THE GLOBE AND MAIL, Wednesday, April 21, 1999 COMMENTARY p. A13
NATO's unjust war
Can the killing of innocent people in war ever be justified? That was
the question that came to mind after NATO accidentally bombed a convoy
of unarmed refugees in Kosovo last week.
In a just war, the answer has to be yes. Countless civilians died when
the Allies invaded France to free Europe from the Nazis, when the cause
and the war were undeniably just. Can the same be said of the war in
Kosovo? Is this a just war? To that question, the answer has to be no.
St. Augustine and St. Thomas Aquinas each wrestled with the idea of a
just war. Over the centuries, scholars have refined their thoughts and
come up with five basic criteria: Is the cause righteous? Are the
intentions good? Was the war declared by a proper authority? Is there a
reasonable chance of victory? Are the means proportionate to the ends?
Let's be generous and concede points one and two to NATO. The stated aim
of this war -- the protection of Kosovo Albanians from Serbian attacks
-- is hard to question. The intentions, too, are essentially good. This
is not a war of conquest or a war of revenge or a war for resources. The
North Atlantic Treaty Organization's unselfish motive is to rescue
civilians and stop a thug: Serbian leader Slobodan Milosevic.
But on the other three points, NATO loses hands down.
Declared by a proper authority? Not one of the 19 NATO countries
had the honesty to declare war when the alliance began raining
destruction on Serbian cities four weeks ago today. In Canada, the
government has not even allowed Parliament the chance to vote.
Worse, NATO has completely bypassed the United Nations. Article 53 of
the UN Charter says the UN Security Council is the proper authority to
approve a collective police action such as the NATO bombing. Yet Canada
and its allies never even asked the Council's opinion. Why? Because
Russia might have voted against us. So we simply ignored the UN, and 50
years of Canadian support for the rule of international law has gone
down the drain.
Even NATO's sanction of the bombing is suspect. The NATO charter
describes the organization as a defensive alliance that is committed to
use force only when one of its members is attacked. No NATO member has
been attacked by Yugoslavia.
A reasonable chance of victory? There was always a chance that
Mr. Milosevic would fold his tent as soon as the bombing started. But
from the early days, it was clear that this was not going to happen.
Instead of folding, he attacked Kosovo and forced hundreds of thousands
of Albanians to flee. NATO should have known this might happen.
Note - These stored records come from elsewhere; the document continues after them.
//! Destinations for batches of [`MetricSample`]s.
use std::sync::Arc;

use parking_lot::Mutex;

use crate::MetricSample;

mod forwarder;
pub use self::forwarder::{
    ForwarderBuilder, ForwardingSink, JsonLinesTransport, Transport, TransportError,
};

/// Accepts batches of samples for persistence.
///
/// Submission never fails from the caller's point of view: implementations log and drop what they
/// cannot deliver.
pub trait SampleSink: Send + Sync {
    /// Submits a batch of samples.
    fn submit(&self, samples: Vec<MetricSample>);
}

impl<T> SampleSink for Arc<T>
where
    T: SampleSink + ?Sized,
{
    fn submit(&self, samples: Vec<MetricSample>) {
        (**self).submit(samples);
    }
}

/// A sink that discards every sample.
#[derive(Clone, Copy, Debug, Default)]
pub struct NullSink;

impl SampleSink for NullSink {
    fn submit(&self, _samples: Vec<MetricSample>) {}
}

/// A sink that keeps every submitted sample in memory.
///
/// Clones share the same buffer, so a clone can be handed to [`Telemetry`][crate::Telemetry] while
/// the original is used to inspect what was submitted.
#[derive(Clone, Debug, Default)]
pub struct MemorySink {
    samples: Arc<Mutex<Vec<MetricSample>>>,
}

impl MemorySink {
    /// Creates an empty `MemorySink`.
    pub fn new() -> Self {
        Self::default()
    }

    /// Returns a copy of every sample submitted so far.
    pub fn samples(&self) -> Vec<MetricSample> {
        self.samples.lock().clone()
    }

    /// Removes and returns every sample submitted so far.
    pub fn drain(&self) -> Vec<MetricSample> {
        std::mem::take(&mut *self.samples.lock())
    }
}

impl SampleSink for MemorySink {
    fn submit(&self, samples: Vec<MetricSample>) {
        self.samples.lock().extend(samples);
    }
}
Intelligence reports before the war showed that he might unleash his
troops on Kosovo if he thought the rebels there had forged an alliance
with NATO, which is how Belgrade, with its acute victim complex, was
certain to see it. Yet, with feckless optimism, NATO bombed away.
Is there a reasonable chance of turning back Serbia's assault on Kosovo
with the means currently being used? No. If the political end we are
seeking is the total withdrawal of Serb forces and the occupation of
Kosovo by foreign troops, it seems highly unlikely that NATO will
achieve it with aerial bombing alone. Yet the bombs keep falling. NATO's
only response to the failure of its bombing campaign is to drop more
bombs on more places. Which brings us to the fifth and final criterion.
Are the means proportionate to the ends? This is perhaps the most
important measure of a just war. If we are to use violence justly, we
must be sure that the violence inflicted is less severe than the
violence it is trying to counteract, and that the ultimate gains
outweigh the losses. Is this so in Kosovo?
The violence Mr. Milosevic has inflicted on Kosovo is awful, but what
NATO is doing is pretty awful, too. Belgrade claims that the bombing has
killed 1,000 people in Serbia. If this is true -- and given the number
of deadly mistakes that NATO has admitted, it could be -- it is possible
that NATO's bombing of Yugoslavia has already killed more people than
Yugoslavia's ground attack on Kosovo.
As NATO steps up the bombing, pummelling Serbian cities day and night,
more and more innocent civilians will die. In the end -- whenever that
will be -- it seems inevitable that the number of dead will exceed the
2,000 killed in Kosovo before the war began.
To NATO, that doesn't seem to matter. Convinced that their cause is just
and their motives pure, its leaders are determined to prosecute this war
to the bitter end. But as St. Thomas acknowledged, good intentions and a
just cause do not alone make a war just. A just war must also be fought
under proper authority, with a reasonable expectation of success, by
Is this a just war on those grounds? It is not.